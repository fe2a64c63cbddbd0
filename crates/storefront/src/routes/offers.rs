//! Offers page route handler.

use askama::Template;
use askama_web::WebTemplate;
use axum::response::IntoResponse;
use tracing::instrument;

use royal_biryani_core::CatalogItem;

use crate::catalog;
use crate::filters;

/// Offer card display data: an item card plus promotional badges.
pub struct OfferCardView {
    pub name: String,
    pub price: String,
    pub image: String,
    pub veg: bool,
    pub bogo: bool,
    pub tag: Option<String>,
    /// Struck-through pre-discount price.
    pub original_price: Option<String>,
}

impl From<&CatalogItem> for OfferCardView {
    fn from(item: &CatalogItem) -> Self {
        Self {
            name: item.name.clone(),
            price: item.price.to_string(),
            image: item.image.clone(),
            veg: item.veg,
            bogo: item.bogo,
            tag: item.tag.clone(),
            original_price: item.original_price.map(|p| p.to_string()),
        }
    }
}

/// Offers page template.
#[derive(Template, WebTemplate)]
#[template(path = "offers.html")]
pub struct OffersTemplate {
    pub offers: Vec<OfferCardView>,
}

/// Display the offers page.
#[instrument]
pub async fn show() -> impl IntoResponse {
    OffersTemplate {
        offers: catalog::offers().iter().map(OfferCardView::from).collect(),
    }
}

# # # #

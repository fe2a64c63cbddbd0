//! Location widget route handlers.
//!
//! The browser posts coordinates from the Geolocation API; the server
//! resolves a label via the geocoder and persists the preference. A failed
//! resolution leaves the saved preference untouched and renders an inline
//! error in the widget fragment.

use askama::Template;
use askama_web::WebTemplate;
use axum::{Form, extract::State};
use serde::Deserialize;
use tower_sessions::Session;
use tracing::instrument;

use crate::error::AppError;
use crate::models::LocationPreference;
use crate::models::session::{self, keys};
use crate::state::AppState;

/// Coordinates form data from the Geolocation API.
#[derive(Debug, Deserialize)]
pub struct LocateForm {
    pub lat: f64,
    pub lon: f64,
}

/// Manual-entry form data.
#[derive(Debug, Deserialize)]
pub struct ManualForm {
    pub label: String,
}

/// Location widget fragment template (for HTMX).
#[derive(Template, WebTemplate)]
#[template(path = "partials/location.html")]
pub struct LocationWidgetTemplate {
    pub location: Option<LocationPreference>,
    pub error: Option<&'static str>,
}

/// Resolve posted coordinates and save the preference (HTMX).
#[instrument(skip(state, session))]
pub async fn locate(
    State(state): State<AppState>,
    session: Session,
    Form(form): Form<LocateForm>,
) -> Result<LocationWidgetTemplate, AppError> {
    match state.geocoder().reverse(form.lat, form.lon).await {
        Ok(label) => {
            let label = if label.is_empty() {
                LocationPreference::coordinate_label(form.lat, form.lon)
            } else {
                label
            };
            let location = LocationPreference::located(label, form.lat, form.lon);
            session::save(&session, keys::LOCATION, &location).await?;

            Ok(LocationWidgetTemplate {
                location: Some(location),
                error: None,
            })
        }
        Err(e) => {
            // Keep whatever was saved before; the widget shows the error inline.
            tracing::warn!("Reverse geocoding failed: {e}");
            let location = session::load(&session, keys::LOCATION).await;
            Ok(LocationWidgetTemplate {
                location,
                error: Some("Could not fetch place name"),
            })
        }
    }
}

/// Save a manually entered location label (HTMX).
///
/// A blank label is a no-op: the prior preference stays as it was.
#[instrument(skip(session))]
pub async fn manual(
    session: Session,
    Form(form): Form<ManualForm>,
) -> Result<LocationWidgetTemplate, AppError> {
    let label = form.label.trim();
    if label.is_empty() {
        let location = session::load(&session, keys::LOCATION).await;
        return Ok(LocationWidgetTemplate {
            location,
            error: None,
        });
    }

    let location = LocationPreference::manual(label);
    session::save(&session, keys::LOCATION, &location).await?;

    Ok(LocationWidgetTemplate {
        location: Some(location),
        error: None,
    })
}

# # # #

Keep both end lines and retype everything in the records above from the line containing "API; the server" through the line containing "use crate::models::LocationPreference;", exactly, with nothing else.

//! The browser posts coordinates from the Geolocation API; the server
//! resolves a label via the geocoder and persists the preference. A failed
//! resolution leaves the saved preference untouched and renders an inline
//! error in the widget fragment.

use askama::Template;
use askama_web::WebTemplate;
use axum::{Form, extract::State};
use serde::Deserialize;
use tower_sessions::Session;
use tracing::instrument;

use crate::error::AppError;
use crate::models::LocationPreference;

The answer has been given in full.